You only live twice (a story of dark and ghost matters)

From weakly interacting massive particles to a mimetic scalar field
If I may divert a famous quote of Jean Iliopoulos at the 1979 Einstein Symposion I would say:
Several people believe, and I share this view, that dark matter is a convenient parametrisation of our ignorance concerning the dynamics of gravitation beyond the solar system and elementary dark matter particles might not exist... 
Indeed since we have learned that scalar particles do exists and the naturalness problem of the standard model-like 125 GeV Higgs stays as acute today as its older brother the gravitational constant, one may envision to take seriously the geometric insight from the spectral standard model and its Pati-Salam extension discussed in yesterday's post. It anticipates indeed the possible absence of new elementary particles beyond the intermediate see-saw scale in the approximate ZeV range leaves little hope for wimps (except possibly some wimpzillas or other ultra-heavy dark matter fermions?). 

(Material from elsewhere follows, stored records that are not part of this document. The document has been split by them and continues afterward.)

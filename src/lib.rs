pub mod assistant;
pub mod carousel;
pub mod catalog;
pub mod chat;
pub mod completion;
pub mod config;
pub mod conversation;
pub mod error;
pub mod session;
pub mod view;
pub mod web_server;

pub use assistant::{Assistant, FallbackResponder, Reply, ReplyOrigin};
pub use carousel::{Carousel, Direction, NavKey};
pub use catalog::{Catalog, PortfolioItem};
pub use completion::{CompletionBackend, CompletionRequest, ContextEntry, HostedCompletion, Role};
pub use config::Settings;
pub use conversation::{ChatSession, PendingReply, TranscriptEntry};
pub use error::{CatalogError, CompletionError, SessionError};
pub use session::{ClientEvent, ServerEvent, Session, SessionSnapshot};
pub use view::ViewModel;
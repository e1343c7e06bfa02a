//! Solves the reference 3x3 system with each worker pool size and prints the solutions.
//!
//! Run with `RUST_LOG=trace` to watch the elimination rounds.

use gauss::{norm::residual_rms, Gauss, LSolver};
use nalgebra::DVector;

fn main() {
    env_logger::init();

    let problem = sample_problems::reference_3x3();
    println!("A = {}", problem.a);
    println!("b = {}", problem.b);

    for threads in [1, 2, 4] {
        let mut x = DVector::zeros(problem.dim());
        match Gauss::new(threads).solve(&problem.a, &mut x, &problem.b) {
            Ok(()) => println!(
                "{} threads: x = {}, residual = {:.3e}",
                threads,
                x.transpose(),
                residual_rms(&problem.a, &x, &problem.b)
            ),
            Err(e) => println!("{} threads: {}", threads, e),
        }
    }

    let singular = sample_problems::zero_row(3);
    let mut x = DVector::zeros(singular.dim());
    if let Err(e) = Gauss::default().solve(&singular.a, &mut x, &singular.b) {
        println!("singular system: {} (x = {})", e, x.transpose());
    }
}
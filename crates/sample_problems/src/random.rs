use nalgebra::{DMatrix, DVector};
use rand::{rngs::StdRng, Rng, SeedableRng};

use crate::LinearProblem;

/// Random, strictly row diagonally dominant `n`-by-`n` system with a random known solution.
///
/// Off-diagonal entries and the solution are drawn uniformly from `[-1, 1)`. Strict diagonal
/// dominance keeps every pivot non-zero without row exchanges. The same `seed` always produces
/// the same system.
pub fn diagonally_dominant(n: usize, seed: u64) -> LinearProblem {
    let mut rng = StdRng::seed_from_u64(seed);

    let mut a = DMatrix::<f64>::from_fn(n, n, |_, _| rng.gen_range(-1.0..1.0));
    for i in 0..n {
        let off_diagonal: f64 = a.row(i).iter().map(|v| v.abs()).sum::<f64>() - a[(i, i)].abs();
        a[(i, i)] = off_diagonal + 1.0;
    }

    let x = DVector::from_fn(n, |_, _| rng.gen_range(-1.0..1.0));
    LinearProblem::from_solution(a, x)
}

#[cfg(test)]
mod tests {
    use super::*;

    #[test]
    fn test_reproducible() {
        assert_eq!(diagonally_dominant(8, 42), diagonally_dominant(8, 42));
        assert_ne!(diagonally_dominant(8, 42), diagonally_dominant(8, 43));
    }

    #[test]
    fn test_dominance() {
        let problem = diagonally_dominant(16, 7);
        for i in 0..16 {
            let row = problem.a.row(i);
            let off: f64 = row.iter().map(|v| v.abs()).sum::<f64>() - row[i].abs();
            assert!(row[i] > off);
        }
    }
}
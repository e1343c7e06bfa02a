use log::{trace, warn};
use nalgebra::RealField;

use crate::{solver::Shared, store::ReducedSystem};

/// Divides row `col` of the system (from the diagonal onward) and its right-hand side by the
/// diagonal entry, producing a unit pivot. Returns the pivot that was divided by.
pub(crate) fn normalize_row<T>(row: &mut [T], b: &mut T, col: usize) -> T
where
    T: RealField + Copy,
{
    let pivot = row[col];
    row[col..].iter_mut().for_each(|a| *a /= pivot);
    *b /= pivot;
    pivot
}

/// Forward elimination, controller side.
///
/// Normalizes one pivot row per round, then releases the workers on the first barrier and waits
/// on the second one until every worker has eliminated the pivot column from its rows.
///
/// Returns the first column whose pivot was exactly zero, if any. Elimination still runs to
/// completion in that case, since the workers are already committed to `n` rounds.
pub(crate) fn direct_move<T>(shared: &Shared<T>) -> Option<usize>
where
    T: RealField + Copy,
{
    let n = shared.store.dim();
    let mut zero_pivot = None;

    for col in 0..n {
        {
            // SAFETY: every worker is parked on the first barrier, and none of them touches the
            // matrix until the controller arrives there too.
            let (row, b) = unsafe { shared.store.row_mut(col) };
            let pivot = normalize_row(row, b, col);
            if pivot == T::zero() && zero_pivot.is_none() {
                warn!("direct_move: zero pivot in column {}", col);
                zero_pivot = Some(col);
            }
        }
        trace!("direct_move: normalized row {}", col);

        shared.barriers.wait_normalized();
        shared.barriers.wait_eliminated();
    }

    zero_pivot
}

/// Back-substitution on the unit upper-triangular system left by [`direct_move`].
///
/// ```math
/// x[i] = b[i] - sum_{j > i} a[i][j] * x[j],   i = n-1, ..., 0
/// ```
pub(crate) fn reverse_move<T>(sys: &ReducedSystem<T>, x: &mut [T])
where
    T: RealField + Copy,
{
    for i in (0..sys.n).rev() {
        x[i] = sys.b[i];
        for j in ((i + 1)..sys.n).rev() {
            x[i] = x[i] - x[j] * sys.at(i, j);
        }
    }
}

#[cfg(test)]
mod tests {
    use super::*;

    #[test]
    fn test_normalize_row() {
        let mut row = [9.0, 4.0, 2.0, 8.0];
        let mut b = 6.0;
        let pivot = normalize_row(&mut row, &mut b, 2);
        assert_eq!(pivot, 2.0);
        assert_eq!(row, [9.0, 4.0, 1.0, 4.0]);
        assert_eq!(b, 3.0);
    }

    #[test]
    fn test_normalize_zero_pivot() {
        let mut row = [0.0f64, 1.0];
        let mut b = 0.0f64;
        normalize_row(&mut row, &mut b, 0);
        assert!(row[0].is_nan());
        assert!(row[1].is_infinite());
        assert!(b.is_nan());
    }

    #[test]
    fn test_reverse_move() {
        // x + 2y + 3z = 14, y + 4z = 14, z = 3
        let sys = ReducedSystem {
            n: 3,
            a: vec![1.0, 2.0, 3.0, 0.0, 1.0, 4.0, 0.0, 0.0, 1.0],
            b: vec![14.0, 14.0, 3.0],
        };
        let mut x = [0.0; 3];
        reverse_move(&sys, &mut x);
        assert_eq!(x, [1.0, 2.0, 3.0]);
    }
}
//! Worker side of the forward elimination.
//!
//! ```text
//!  worker 0 | 1 a01 a02 | b0 |
//!  worker 1 | 0 a11 a12 | b1 |
//!  worker 0 | 0 a21 a22 | b2 |
//! ```

use nalgebra::RealField;

use crate::solver::Shared;

/// Strided row partition owned by one worker thread: rows `start, start + step, ...`.
#[derive(Clone, Copy, Debug, PartialEq, Eq)]
pub(crate) struct WorkerDescriptor {
    /// index of the worker, and the first row it owns
    pub start: usize,
    /// number of workers in the pool
    pub step: usize,
}

impl WorkerDescriptor {
    pub fn new(start: usize, step: usize) -> Self {
        debug_assert!(step > 0 && start < step);
        Self { start, step }
    }

    /// Rows owned by this worker that lie strictly below the pivot row `col`.
    pub fn rows_below(&self, col: usize, n: usize) -> impl Iterator<Item = usize> {
        let first = col + 1;
        let offset = (self.start + self.step - first % self.step) % self.step;
        (first + offset..n).step_by(self.step)
    }
}

/// Eliminates column `col` from `row` using the already normalized pivot row.
///
/// The row is rescaled so that its entry in column `col` becomes one before the pivot row is
/// subtracted, leaving an exact zero in that column. Rows whose entry is already zero are left
/// untouched, and `false` is returned.
pub(crate) fn eliminate_column<T>(
    pivot: &[T],
    pivot_b: T,
    row: &mut [T],
    b: &mut T,
    col: usize,
) -> bool
where
    T: RealField + Copy,
{
    let factor = row[col];
    if factor == T::zero() {
        return false;
    }

    *b = *b / factor - pivot_b;
    for (a_ik, &a_jk) in row[col..].iter_mut().zip(pivot[col..].iter()) {
        *a_ik = *a_ik / factor - a_jk;
    }
    true
}

/// Body of a worker thread.
///
/// Every round the worker waits until the controller has normalized the pivot row, eliminates the
/// pivot column from its own rows, and reports back. The last column has no rows below it, so the
/// worker leaves the loop after `n - 1` rounds and joins the controller's final round without
/// doing any work.
pub(crate) fn run<T>(desc: WorkerDescriptor, shared: &Shared<T>)
where
    T: RealField + Copy,
{
    let n = shared.store.dim();

    for col in 0..n.saturating_sub(1) {
        shared.barriers.wait_normalized();

        for i in desc.rows_below(col, n) {
            // SAFETY: between the two barriers the controller does not touch the matrix, row `col`
            // is only read, and row `i > col` is owned by this worker alone.
            let (pivot, pivot_b) = unsafe { shared.store.row(col) };
            let (row, b) = unsafe { shared.store.row_mut(i) };
            eliminate_column(pivot, pivot_b, row, b, col);
        }

        shared.barriers.wait_eliminated();
    }

    shared.barriers.wait_normalized();
    shared.barriers.wait_eliminated();
}

#[cfg(test)]
mod tests {
    use super::*;

    #[test]
    fn test_rows_below_partition() {
        let n = 10;
        let step = 3;
        for col in 0..n {
            let mut rows: Vec<usize> = (0..step)
                .flat_map(|start| WorkerDescriptor::new(start, step).rows_below(col, n))
                .collect();
            rows.sort_unstable();
            assert_eq!(rows, ((col + 1)..n).collect::<Vec<_>>());
        }
    }

    #[test]
    fn test_rows_below_fixed_ownership() {
        let desc = WorkerDescriptor::new(1, 4);
        assert_eq!(desc.rows_below(0, 10).collect::<Vec<_>>(), vec![1, 5, 9]);
        assert_eq!(desc.rows_below(1, 10).collect::<Vec<_>>(), vec![5, 9]);
        assert_eq!(desc.rows_below(5, 10).collect::<Vec<_>>(), vec![9]);
        assert_eq!(desc.rows_below(9, 10).count(), 0);
    }

    #[test]
    fn test_more_workers_than_rows() {
        let desc = WorkerDescriptor::new(7, 8);
        assert_eq!(desc.rows_below(0, 3).count(), 0);
    }

    #[test]
    fn test_eliminate_column() {
        let pivot = [1.0, 2.0, 3.0];
        let mut row = [4.0, 5.0, 6.0];
        let mut b = 2.0;
        assert!(eliminate_column(&pivot, 1.0, &mut row, &mut b, 0));
        assert_eq!(row, [0.0, 5.0 / 4.0 - 2.0, 6.0 / 4.0 - 3.0]);
        assert_eq!(b, 2.0 / 4.0 - 1.0);
    }

    #[test]
    fn test_eliminate_column_skips_zero() {
        let pivot = [1.0, 2.0];
        let mut row = [0.0, 5.0];
        let mut b = 2.0;
        assert!(!eliminate_column(&pivot, 1.0, &mut row, &mut b, 0));
        assert_eq!(row, [0.0, 5.0]);
        assert_eq!(b, 2.0);
    }
}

Furthermore the most advanced results from the spectral geometrisation endeavour provide a new operator theoretic equation to express a condition of volume quantisation for connected Riemannian Spin 4-manifolds with Euclidean signature. Then any 4D ...
... manifold can be reconstructed as a composition of the pullback maps from two separate four spheres with coordinates defined over two Clifford algebras. The phase space of coordinates and Dirac operator defines a noncommutative space of KO dimension 10. The symmetries of the algebras defining the noncommutative space turn out to be those of ... the Pati-Salam models. Connections along discrete directions are the Higgs fields
And last but not least:
There are many consequences of the volume quantization condition which could be investigated. For example imposing the quantization condition through a Lagrange multiplier would imply that the cosmological constant will arise as an integrating constant in the equations of motion. One can also look at the possibility that only the three volume (space-like) is quantized. This can be achieved provided that the four-dimensional manifold arise due to the motion of three dimensional hypersurfaces, which is equivalent to the 3 + 1 splitting of a four-dimensional Lorentzian manifold. Then three dimensional space volume will be quantized, provided that the field X that maps the real line have a gradient of unit norm gµνµX∂νX = 1. It is known that this condition when satisfied gives a modified version of Einstein gravity with integrating functions giving rise to mimetic dark matter [21] [22].
(Submitted on 3 Jun 2016)

From dark matter to ghost particles 
Now the question is : if nothing more than the standard model up to the see-saw scale then what?
Neutrinos of course!
Dark matter detectors that utilize liquid xenon have now achieved tonne-scale targets, giving them sensitivity to all flavours of supernova neutrinos via coherent elastic neutrino-nucleus scattering. Considering for the first time a realistic detector model, we simulate the expected supernova neutrino signal for different progenitor masses and nuclear equations of state in existing and upcoming dual-phase liquid xenon experiments. We show that the proportional scintillation signal (S2) of a dual-phase detector allows for a clear observation of the neutrino signal and guarantees a particularly low energy threshold, while the backgrounds are rendered negligible during the supernova burst. XENON1T (XENONnT and LZ; DARWIN) experiments will be sensitive to a supernova burst up to 25 (35; 65) kpc from Earth at a significance of more than 5σ, observing approximately 35 (123; 704) events from a 27 solar mass supernova progenitor at 10 kpc. Moreover, it will be possible to measure the average neutrino energy of all flavours, to constrain the total explosion energy, and to reconstruct the supernova neutrino light curve. Our results suggest that a large xenon detector such as DARWIN will be competitive with dedicated neutrino telescopes, while providing complementary information that is not otherwise accessible
The detection significance is given as a function of the supernova (SN) distance for a 27 solar mass progenitor with the Lattimer and Swesty equation of state for dense nuclear matter. The SN signal has been integrated over [0, 7] s. The different bands refer to XENON1T (red), XENONnT and LZ (blue), and DARWIN (green). The band width reflects uncertainties from our estimates for the background rate, discussed in section IV. The vertical dotted lines mark the centre and edge of the Milky Way as well as the Large and Small Magellanic Clouds (LMC and SMC, respectively). For this SN progenitor, XENONnT/LZ could make at least a 5σ discovery of the neutrinos from a SN explosion anywhere in the Milky Way. DARWIN extends the sensitivity beyond the SMC.